Predicting the severity of sickle cell anemia (SCA) is important for providing better informed genetic counseling and for better targeting of intensive therapies. Stroke is the most severe complication affecting children with SCA and occurs in 11% of SCA patients by the age of 18 years.1,2 The risk for stroke can be inferred from abnormally high cerebral velocities assessed by transcranial Doppler (TCD)3,4 and can be diminished by transfusion programs5 that cannot safely be stopped, even in patients with normalized velocities and normal magnetic resonance angiography (MRA).6,7 Therefore, while abnormally high velocities are useful to identify patients with severe profile, it would be important to define the risk factors associated with high velocities.


This study was based on the Créteil Pediatric Stroke-Free SCA (SS) cohort. It was approved by the Créteil Institutional Review Board and performed in accordance with the Declaration of Helsinki. Since TCD was introduced in Créteil in May 1992,8 patients have been screened by TCD annually from the age of 12-18 months. Details of the TCD imaging process are provided in Document S1 (available on the Blood website; see the Supplemental Materials link at the top of the online article). Time-averaged mean of maximum velocities (TAMMX) higher than 2 m/sec (middle, internal carotid, or anterior cerebral arteries) were considered as abnormal and resulted in immediate initiation of transfusion programs (see Document S1). α genes and β-globin haplotypes were determined. Baseline biologic parameters, ie, G6PD activity (reduction of NADP to NADPH measured on an ultraviolet spectrophotometer); white blood cells (WBC), neutrophils, reticulocytes, and platelet counts (109/L); hemoglobin (g/dL), hematocrit, fetal hemoglobin (HbF), and lactate dehydrogenase (LDH) levels (IU/L), and mean corpuscular volume (MCV; flt) were obtained after 12 months of age and, a minimum of 3 months away from a transfusion, one month from a painful episode and before intensive therapy (hydroxyurea, transfusion program, or stem cell transplantation). Variables in different groups of patients were compared using Wilcoxon test. Association between abnormal TCD and other variables was assessed using logistic regression. Multivariate analysis used stepwise regression procedure and the standardized beta option. Statistical analysis was performed with SAS 8.2 software (SAS, Cary, NC).

Results and discussion

Stroke-free SS children (n = 373; 180 females, 193 males) were examined annually by TCD.710 The results of 1352 annual TCD assessments in SS patients were recorded in the Center database. The mean number of measurements per patients was 2.35 (SD 2.26), and the range was from 1 to 13. Mean TCD follow-up was 22.6 months (SD 39.4), ranging from 0 to 201 months.

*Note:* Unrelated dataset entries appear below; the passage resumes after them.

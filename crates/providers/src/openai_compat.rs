//! OpenAI-compatible provider implementation.
//!
//! Works with OpenAI, Azure-style proxies, DashScope, DeepSeek, Ollama, vLLM
//! and any endpoint exposing `/chat/completions`.
//!
//! Supports:
//! - Chat completions (non-streaming and streaming SSE)
//! - Tool use / function calling, including parallel tool calls
//! - Prompt-cache keys and optional sampling parameters
//! - Health checks

use async_trait::async_trait;
use futures::StreamExt;
use personax_core::error::ProviderError;
use personax_core::message::ToolResultContent;
use personax_core::provider::*;
use serde::{Deserialize, Serialize};
use std::time::Duration;
use tracing::{debug, trace, warn};

const DEFAULT_TIMEOUT: Duration = Duration::from_secs(120);

/// An OpenAI-compatible LLM provider.
pub struct OpenAiCompatProvider {
    name: String,
    base_url: String,
    api_key: String,
    client: reqwest::Client,
}
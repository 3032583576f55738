//! Built-in tool implementations for PersonaX.
//!
//! Tools give the persona access to live data. Each tool declares its
//! parameters through a `ToolSpec`; the schema offered to the model is
//! derived from it.

pub mod weather;

pub use weather::{AmapWeatherService, GetWeather, WeatherInfo, WeatherService};

use personax_core::error::ToolError;
use personax_core::tool::ToolRegistry;
use std::sync::Arc;

/// Create the tool registry for the configured services.
///
/// Tools whose backing service has no credentials are left out.
pub fn default_registry(services: &personax_config::ServicesConfig) -> Result<ToolRegistry, ToolError> {
    let mut registry = ToolRegistry::new();

    let amap = AmapWeatherService::from_config(&services.amap_weather)
        .map_err(|e| ToolError::InvalidSpec(e.to_string()))?;
    match amap {
        Some(service) => registry.register(Arc::new(GetWeather::new(Arc::new(service))?)),
        None => tracing::info!("No Amap key configured, get_weather disabled"),
    }

    Ok(registry)
}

α genes study, available in 325 patients, demonstrated presence of α-thalassemia in 155 patients (47.7%), with deletion of either one (125, 38.5%) or 2 genes (30, 9.2%). β-globin haplotypes, studied in 293 patients, were homozygotes Car (40%), Ben (24%), Sen (9%), or “other” (27%). G6PD deficiency was present in 36 (28 males, 8 females) of 325 evaluated patients (11.1%). Velocities more than or equal to 2 m/sec were found in 62 of 373 stroke-free patients (16.6%). In the patients followed since birth (n = 187), abnormal high velocities occurred at the median age of 3.1 years, ranging from 1.5 to 8.3 years.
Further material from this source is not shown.